Maladie dégénérative discale. Tandis que la dégénération du disque est un processus normal qui se produit avec le vieillissement, dans certains cas il peut également mener à la douleur le long du nerf sciatique. La condition est diagnostiquée quand un d'un disque affaiblis résulte en micro mouvements excessifs au niveau vertébral correspondant et l'inflammation des protéines à l'intérieur du disque peuvent être exposés et irriter le secteur.

Spondylolisthésis isthémique(1). Relativement commun chez les adultes (approximativement 5% 7% des adultes), cette condition cause rarement de la douleur. Elle se produit lors d'une petite fracture due à l'effort, souvent à la cinquième lombaire, permet à la vertèbre vertébrale L5 de glisser devant sur la vertèbre S1. Causé par une combinaison du glissement du disque, la fracture, et le glissement vertébral, le nerf L5 peut obtenir se trouvé pincé en sortant de la colonne.

(1)Définition :
Glissement en avant d'une vertèbre par rapport à la vertèbre sous-jacente qui atteint surtout les deux dernières vertèbres lombaires

Note(s) :
L'origine de ce glissement peut être congénitale, traumatique ou mixte, soit à la fois congénitale et traumatique. L'altération vertébrale se manifeste par une lésion de l'arc postérieur (le plus souvent une lyse isthmique congénitale) et par une détérioration discale.

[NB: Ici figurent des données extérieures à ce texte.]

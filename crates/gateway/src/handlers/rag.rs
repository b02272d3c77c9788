//! `POST /rag`: full parse -> retrieve -> format -> prompt -> generate
//! pipeline, degrading gracefully to retrieval-only output on LLM failure
//! or timeout.

use crate::AppState;
use avoda_common::db::RequestView;
use avoda_common::errors::{AppError, Result};
use avoda_common::metrics::RequestMetrics;
use avoda_retrieval::ParsedQuery;
use axum::{extract::State, Json};
use serde::{Deserialize, Serialize};
use std::time::Instant;

fn default_top_k() -> usize {
    20
}

fn default_use_llm() -> bool {
    true
}

#[derive(Debug, Deserialize)]
pub struct RagRequest {
    pub query: String,
    #[serde(default = "default_top_k")]
    pub top_k: usize,
    #[serde(default = "default_use_llm")]
    pub use_llm: bool,
    #[serde(default)]
    pub include_details: bool,
}

#[derive(Serialize)]
pub struct RagResponse {
    #[serde(skip_serializing_if = "Option::is_none")]
    pub answer: Option<String>,
    pub requests: Vec<RequestView>,
    pub total_count: i64,
    pub parsed: ParsedQuery,
    #[serde(skip_serializing_if = "Option::is_none")]
    pub device: Option<&'static str>,
    #[serde(skip_serializing_if = "Option::is_none")]
    pub generation_ms: Option<u64>,
}

pub async fn rag(State(state): State<AppState>, Json(request): Json<RagRequest>) -> Result<Json<RagResponse>> {
    let metrics = RequestMetrics::start("POST", "/rag");

    if request.query.trim().is_empty() {
        let err = AppError::MissingField {
            field: "query".to_string(),
        };
        metrics.finish(err.status_code().as_u16());
        return Err(err);
    }

    let started = Instant::now();
    let outcome = match state.orchestrator.answer(&request.query, request.top_k, request.use_llm).await {
        Ok(outcome) => outcome,
        Err(e) => {
            metrics.finish(e.status_code().as_u16());
            return Err(e);
        }
    };

    tracing::info!(
        query = %request.query,
        results = outcome.requests.len(),
        degraded = outcome.degraded,
        latency_ms = started.elapsed().as_millis() as u64,
        "rag completed"
    );

    let requests = crate::handlers::project_fields(
        outcome.requests,
        &outcome.parsed.target_fields,
        request.include_details,
    );

    metrics.finish(200);

    Ok(Json(RagResponse {
        answer: outcome.answer,
        requests,
        total_count: outcome.total_count,
        parsed: outcome.parsed,
        device: outcome.device,
        generation_ms: outcome.generation_ms,
    }))
}
//! SeaORM entity models for the request corpus.

mod chunk;
mod request;

pub use chunk::{
    parse_embedding_text, ActiveModel as ChunkActiveModel, Column as ChunkColumn,
    Entity as ChunkEntity, Model as Chunk,
};

pub use request::{
    ActiveModel as RequestActiveModel, Column as RequestColumn, Entity as RequestEntity,
    Model as Request,
};
fn earliest_trigger_position(text: &str, triggers: &[String]) -> Option<(usize, usize)> {
    triggers
        .iter()
        .filter(|t| !t.is_empty())
        .filter_map(|t| text.find(t.as_str()).map(|pos| (pos, t.len())))
        .min_by_key(|(pos, _)| *pos)
}

/// Query-type detection runs independently of intent, in fixed priority
/// order: urgent -> answer_retrieval -> similar -> count -> summarize ->
/// find (default).
fn detect_query_type(text: &str, config: &QueryConfig) -> QueryType {
    const PRIORITY: &[QueryType] = &[
        QueryType::Urgent,
        QueryType::AnswerRetrieval,
        QueryType::Similar,
        QueryType::Count,
        QueryType::Summarize,
    ];

    for &qt in PRIORITY {
        if let Some(triggers) = config.query_type_triggers.get(qt.as_key()) {
            if any_trigger_present(text, triggers) {
                return qt;
            }
        }
    }
    QueryType::Find
}

/// Intent is chosen by the earliest-appearing trigger across all intent
/// categories; ties broken by a fixed specificity order. A query with no
/// intent trigger at all falls back to `general` — this is what keeps
/// bare multi-word phrases from being misread as `person` (no marker, no
/// person intent).
fn detect_intent(text: &str, config: &QueryConfig) -> Intent {
    const CANDIDATES: &[(Intent, &str)] = &[
        (Intent::Person, "person"),
        (Intent::Project, "project"),
        (Intent::Type, "type"),
        (Intent::Status, "status"),
    ];

    let mut best: Option<(usize, Intent)> = None;
    for (intent, key) in CANDIDATES {
        let Some(triggers) = config.intent_triggers.get(*key) else {
            continue;
        };
        if let Some((pos, _)) = earliest_trigger_position(text, triggers) {
            match best {
                Some((best_pos, _)) if pos >= best_pos => {}
                _ => best = Some((pos, *intent)),
            }
        }
    }
    best.map(|(_, intent)| intent).unwrap_or(Intent::General)
}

Le terme " anté-listhésis " est à proscrire dans ce sens, car le préfixe " anté- " se réfère à " antérieur " , soit au temps, et le radical " -listhésis " , de l'étymon grec " olisthêsis " , ne se réfère à rien de significatif en médecine, quand il est employé seul. En effet, il ne fait référence qu'à un seul trait pertinent de la notion, soit celui du glissement. Il ne correspond à aucune notion médicale, s'il n'est pas combiné avec l'autre étymon grec " spondylos " qui se réfère à " vertèbre " .

Traumatisme. Un accident d'automobile qui entraîne une fracture du bassin, par exemple, peut endommager le nerf sciatique

Cancer. Un tumeur à la colonne vertébrale, au bassin ou des métastases (cancer qui se répand dans l'organisme) risquent également de comprimer une ou plusieurs racines du nerf sciatique.